# ATT problems



## Sethry101 (Nov 12, 2010)

While using ATI tray tools I change graphics settings, I then un installed ATT hoping the settings would go back to default, but they have not, most notably the anti-aliasing, I then tried to re install ATT but got a message saying something about low level drivers, I have no idea what to do or how to get my graphics back to normal?


----------



## visseroth (Oct 25, 2010)

I take it you overclocked your video card?
You'll need to reinstall the tools you used to over clock them and set them back to default.

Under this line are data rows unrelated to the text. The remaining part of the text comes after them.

//! Orchestration boundary
//!
//! The crew is an opaque capability: it takes the kickoff inputs and either
//! returns a markdown document or fails. The pipeline knows nothing else
//! about it.

use crate::error::ExecutionError;
use crate::types::CrewInputs;

/// Crew runner trait
///
/// Implement this trait to connect the pipeline to a crew backend.
/// Implementations must not retry and must not impose their own timeout.
#[cfg_attr(test, mockall::automock)]
#[async_trait::async_trait]
pub trait CrewRunner: Send + Sync {
    /// Run the crew once and return its markdown output
    async fn invoke(&self, inputs: CrewInputs) -> Result<String, ExecutionError>;
}
//! Interactive chat loop
//!
//! One line is one topic. While a submission is in flight the loop awaits
//! it and reads nothing else; lines typed meanwhile are discarded once it
//! returns, so they never start another run.

use crate::render;
use anyhow::Context;
use news_core::{ExecutionOutcome, Report, RequestPipeline};
use std::io::Write;
use std::path::{Path, PathBuf};
use std::time::Duration;
use tokio::io::{AsyncBufRead, AsyncBufReadExt, Lines};

/// How long input must stay quiet before typeahead counts as drained
const TYPEAHEAD_WINDOW: Duration = Duration::from_millis(50);

#[derive(Debug, Clone, PartialEq, Eq)]
pub(crate) enum ChatCommand {
    Topic(String),
    Save(Option<PathBuf>),
    Status,
    Quit,
    Unknown(String),
    Blank,
}

impl ChatCommand {
    pub(crate) fn parse(line: &str) -> Self {
        let line = line.trim();
        if line.is_empty() {
            return Self::Blank;
        }
        let Some(command) = line.strip_prefix('/') else {
            return Self::Topic(line.to_string());
        };

        let (name, arg) = match command.split_once(char::is_whitespace) {
            Some((name, arg)) => (name, Some(arg.trim())),
            None => (command, None),
        };
        match name {
            "save" => Self::Save(arg.filter(|a| !a.is_empty()).map(PathBuf::from)),
            "status" => Self::Status,
            "quit" | "exit" => Self::Quit,
            other => Self::Unknown(other.to_string()),
        }
    }
}

/// Chat state kept by the front end between submissions
#[derive(Debug)]
pub(crate) struct ChatSession {
    last_report: Option<Report>,
    styled: bool,
    typeahead_window: Option<Duration>,
}

impl ChatSession {
    pub(crate) fn new() -> Self {
        Self {
            last_report: None,
            styled: false,
            typeahead_window: Some(TYPEAHEAD_WINDOW),
        }
    }

    /// Colour the observability indicator
    #[must_use]
    pub(crate) fn with_styling(mut self, styled: bool) -> Self {
        self.styled = styled;
        self
    }

    /// Run lines typed during a submission instead of discarding them
    #[cfg(test)]
    #[must_use]
    pub(crate) fn keep_typeahead(mut self) -> Self {
        self.typeahead_window = None;
        self
    }

    #[cfg(test)]
    pub(crate) fn last_report(&self) -> Option<&Report> {
        self.last_report.as_ref()
    }

    /// Run until `/quit` or end of input
    pub(crate) async fn run<R, W>(
        &mut self,
        pipeline: &mut RequestPipeline,
        input: R,
        out: &mut W,
        current_year: i32,
    ) -> anyhow::Result<()>
    where
        R: AsyncBufRead + Unpin,
        W: Write,
    {
        render::banner(out, &pipeline.observability_status(), self.styled)?;
        let mut lines = input.lines();

        loop {
            write!(out, "> ")?;
            out.flush()?;
            let Some(line) = lines.next_line().await.context("reading input")? else {
                break;
            };

            match ChatCommand::parse(&line) {
                ChatCommand::Blank => {}
                ChatCommand::Quit => break,
                ChatCommand::Status => {
                    render::status_line(out, &pipeline.observability_status(), self.styled)?;
                }
                ChatCommand::Unknown(name) => {
                    writeln!(out, "Unknown command /{name}. Commands: /save [PATH], /status, /quit")?;
                }
                ChatCommand::Save(path) => self.save(pipeline, path.as_deref(), out)?,
                ChatCommand::Topic(topic) => {
                    if let Err(e) = pipeline.validate(&topic) {
                        writeln!(out, "❌ {e}")?;
                        continue;
                    }
                    writeln!(out, "{}", render::RESEARCHING)?;
                    out.flush()?;
                    let outcome = pipeline.submit(&topic, current_year).await;
                    render::outcome(out, &outcome)?;
                    if let ExecutionOutcome::Success(report) = outcome {
                        self.last_report = Some(report);
                    }

                    if let Some(window) = self.typeahead_window {
                        let (discarded, eof) = discard_typeahead(&mut lines, window).await?;
                        if discarded > 0 {
                            writeln!(out, "Ignored {discarded} line(s) typed while researching.")?;
                        }
                        if eof {
                            break;
                        }
                    }
                }
            }
        }

        writeln!(out, "Goodbye!")?;
        Ok(())
    }

    fn save<W: Write>(
        &self,
        pipeline: &RequestPipeline,
        path: Option<&Path>,
        out: &mut W,
    ) -> anyhow::Result<()> {
        let Some(report) = &self.last_report else {
            writeln!(out, "No report to save yet.")?;
            return Ok(());
        };

        let export = report.export(&pipeline.session_id());
        let target = export_target(path, &export.file_name);
        match std::fs::write(&target, &export.bytes) {
            Ok(()) => writeln!(out, "💾 Saved report to {}", target.display())?,
            Err(e) => {
                tracing::warn!("Failed to save report: {}", e);
                writeln!(out, "❌ Could not save report to {}: {e}", target.display())?;
            }
        }
        Ok(())
    }
}

/// Drop lines that are already waiting; returns how many and whether input
/// ended.
async fn discard_typeahead<R>(lines: &mut Lines<R>, window: Duration) -> anyhow::Result<(usize, bool)>
where
    R: AsyncBufRead + Unpin,
{
    let mut discarded = 0;
    loop {
        // next_line is cancel safe: a line arriving after the window is kept
        let Ok(line) = tokio::time::timeout(window, lines.next_line()).await else {
            return Ok((discarded, false));
        };
        match line.context("reading input")? {
            Some(_) => discarded += 1,
            None => return Ok((discarded, true)),
        }
    }
}

/// Resolve where an export goes: a directory gets the suggested file name.
pub(crate) fn export_target(path: Option<&Path>, file_name: &str) -> PathBuf {
    match path {
        None => PathBuf::from(file_name),
        Some(dir) if dir.is_dir() => dir.join(file_name),
        Some(file) => file.to_path_buf(),
    }
}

Being that I don't know a ton about ATI and their software or each manufacturer's software I can't help a ton but I'll do what I can.


----------



## Sethry101 (Nov 12, 2010)

Thanks, but weirdly I have tried to re install ATT, it installs but when I try run it I get a message saying it can't load low level drivers, I googled it and found that ATT dose not work on windows 7, but this dose not make sense as it worked the 1st time I installed it??? I have also tried setting my catalyst control to defualts but this dose not fix the problem By the way my graphics card is a ATI mobility Radeon HD4530


----------



## visseroth (Oct 25, 2010)

Have you tried going into the device manager and uninstalling your video card drivers then rebooting?


----------



## Sethry101 (Nov 12, 2010)

No, I will give that a try thank you!


----------



## Sethry101 (Nov 12, 2010)

No I will try that thank you, is it under display adapters? And will it re-install on start up or will I have to download the drivers? Thanks so much


----------



## visseroth (Oct 25, 2010)

It is under display adapters and it will reinstall upon reboot. If it does not then that is a good thing because it will allow you to install the drivers you have downloaded.


----------